_Task statement_
Look through the records below and copy each line that includes the word "recommendations".

_Material shown_
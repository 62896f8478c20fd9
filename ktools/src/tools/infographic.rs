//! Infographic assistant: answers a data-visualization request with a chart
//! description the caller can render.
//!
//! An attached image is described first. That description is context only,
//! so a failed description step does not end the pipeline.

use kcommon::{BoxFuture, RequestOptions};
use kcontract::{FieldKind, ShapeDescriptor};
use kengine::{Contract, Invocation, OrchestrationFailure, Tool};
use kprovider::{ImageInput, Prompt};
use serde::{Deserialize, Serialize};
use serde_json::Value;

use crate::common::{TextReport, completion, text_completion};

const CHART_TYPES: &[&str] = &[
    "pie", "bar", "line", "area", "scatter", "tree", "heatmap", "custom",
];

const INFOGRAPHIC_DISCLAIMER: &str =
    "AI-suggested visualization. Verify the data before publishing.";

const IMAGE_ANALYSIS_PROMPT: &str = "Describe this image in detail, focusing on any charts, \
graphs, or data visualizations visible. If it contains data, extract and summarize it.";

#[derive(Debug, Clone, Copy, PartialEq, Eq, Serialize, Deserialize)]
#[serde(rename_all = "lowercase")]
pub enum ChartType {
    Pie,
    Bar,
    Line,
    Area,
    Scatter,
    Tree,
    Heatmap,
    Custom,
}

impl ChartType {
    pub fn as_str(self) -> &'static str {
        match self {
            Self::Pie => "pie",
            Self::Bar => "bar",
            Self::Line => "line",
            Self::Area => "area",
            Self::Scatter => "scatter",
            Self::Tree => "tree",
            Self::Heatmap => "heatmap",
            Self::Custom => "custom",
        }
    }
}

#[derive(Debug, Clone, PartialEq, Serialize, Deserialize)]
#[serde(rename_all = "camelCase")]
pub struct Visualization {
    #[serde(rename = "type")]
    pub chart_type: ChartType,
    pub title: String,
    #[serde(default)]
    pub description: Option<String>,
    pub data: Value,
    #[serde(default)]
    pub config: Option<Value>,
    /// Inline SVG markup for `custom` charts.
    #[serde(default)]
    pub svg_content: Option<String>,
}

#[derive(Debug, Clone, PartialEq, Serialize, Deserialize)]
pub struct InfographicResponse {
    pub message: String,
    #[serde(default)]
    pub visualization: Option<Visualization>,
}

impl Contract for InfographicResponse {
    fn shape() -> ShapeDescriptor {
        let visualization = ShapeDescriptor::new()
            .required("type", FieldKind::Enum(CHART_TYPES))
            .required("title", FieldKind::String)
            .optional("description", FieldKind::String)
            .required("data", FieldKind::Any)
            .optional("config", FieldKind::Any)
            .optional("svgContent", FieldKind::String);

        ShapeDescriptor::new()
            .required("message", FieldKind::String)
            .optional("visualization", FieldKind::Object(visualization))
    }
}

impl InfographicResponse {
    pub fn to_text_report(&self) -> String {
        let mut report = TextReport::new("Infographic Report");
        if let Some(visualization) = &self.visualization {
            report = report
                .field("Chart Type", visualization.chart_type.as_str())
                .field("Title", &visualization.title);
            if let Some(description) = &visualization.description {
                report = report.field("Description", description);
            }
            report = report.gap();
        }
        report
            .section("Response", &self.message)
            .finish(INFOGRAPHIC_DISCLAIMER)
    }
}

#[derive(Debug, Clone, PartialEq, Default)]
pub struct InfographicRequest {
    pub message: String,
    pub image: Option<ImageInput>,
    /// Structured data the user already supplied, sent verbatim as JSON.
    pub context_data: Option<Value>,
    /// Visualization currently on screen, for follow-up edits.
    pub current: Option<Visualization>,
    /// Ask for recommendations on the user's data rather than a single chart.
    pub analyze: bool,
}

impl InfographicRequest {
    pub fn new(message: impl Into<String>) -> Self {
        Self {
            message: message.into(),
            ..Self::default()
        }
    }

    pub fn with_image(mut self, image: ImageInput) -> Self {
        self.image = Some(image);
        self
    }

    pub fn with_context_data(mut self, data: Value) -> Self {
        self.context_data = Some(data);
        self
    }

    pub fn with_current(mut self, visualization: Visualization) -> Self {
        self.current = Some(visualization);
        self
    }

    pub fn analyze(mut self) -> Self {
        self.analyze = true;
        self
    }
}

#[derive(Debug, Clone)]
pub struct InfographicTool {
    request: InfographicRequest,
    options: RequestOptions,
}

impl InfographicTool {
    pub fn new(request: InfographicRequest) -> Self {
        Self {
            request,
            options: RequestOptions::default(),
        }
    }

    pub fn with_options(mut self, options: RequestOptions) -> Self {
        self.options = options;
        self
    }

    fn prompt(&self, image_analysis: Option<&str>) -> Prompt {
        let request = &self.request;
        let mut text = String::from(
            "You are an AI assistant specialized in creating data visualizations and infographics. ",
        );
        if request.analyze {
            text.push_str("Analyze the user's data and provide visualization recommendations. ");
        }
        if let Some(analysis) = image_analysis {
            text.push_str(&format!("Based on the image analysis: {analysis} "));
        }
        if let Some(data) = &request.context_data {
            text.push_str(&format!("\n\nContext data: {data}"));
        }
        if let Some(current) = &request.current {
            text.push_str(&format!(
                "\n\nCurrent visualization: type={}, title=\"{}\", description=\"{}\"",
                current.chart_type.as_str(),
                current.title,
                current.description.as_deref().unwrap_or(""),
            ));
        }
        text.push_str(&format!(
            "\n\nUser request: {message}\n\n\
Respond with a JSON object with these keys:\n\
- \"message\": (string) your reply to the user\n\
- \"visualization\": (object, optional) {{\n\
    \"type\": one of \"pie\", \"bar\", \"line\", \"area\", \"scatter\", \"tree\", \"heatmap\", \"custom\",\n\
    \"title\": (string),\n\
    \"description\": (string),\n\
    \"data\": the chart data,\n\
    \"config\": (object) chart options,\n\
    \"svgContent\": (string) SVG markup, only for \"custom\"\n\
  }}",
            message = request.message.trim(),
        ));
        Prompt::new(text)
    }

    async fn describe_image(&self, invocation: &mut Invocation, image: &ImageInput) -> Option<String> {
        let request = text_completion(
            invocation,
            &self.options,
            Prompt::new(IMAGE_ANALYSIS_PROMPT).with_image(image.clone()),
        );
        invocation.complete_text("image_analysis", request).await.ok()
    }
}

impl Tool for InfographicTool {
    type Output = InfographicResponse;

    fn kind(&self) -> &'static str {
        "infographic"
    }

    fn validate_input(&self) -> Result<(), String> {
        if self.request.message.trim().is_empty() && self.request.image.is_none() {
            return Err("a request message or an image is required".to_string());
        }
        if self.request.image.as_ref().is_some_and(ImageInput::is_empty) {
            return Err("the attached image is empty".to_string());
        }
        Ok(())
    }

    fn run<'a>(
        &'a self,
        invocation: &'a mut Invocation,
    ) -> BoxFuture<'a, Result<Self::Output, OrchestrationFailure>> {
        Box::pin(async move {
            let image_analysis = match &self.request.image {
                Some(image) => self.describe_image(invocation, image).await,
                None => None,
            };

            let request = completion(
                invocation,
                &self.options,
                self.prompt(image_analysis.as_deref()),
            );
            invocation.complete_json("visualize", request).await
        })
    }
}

_Task answer_
    /// Ask for recommendations on the user's data rather than a single chart.
            text.push_str("Analyze the user's data and provide visualization recommendations. ");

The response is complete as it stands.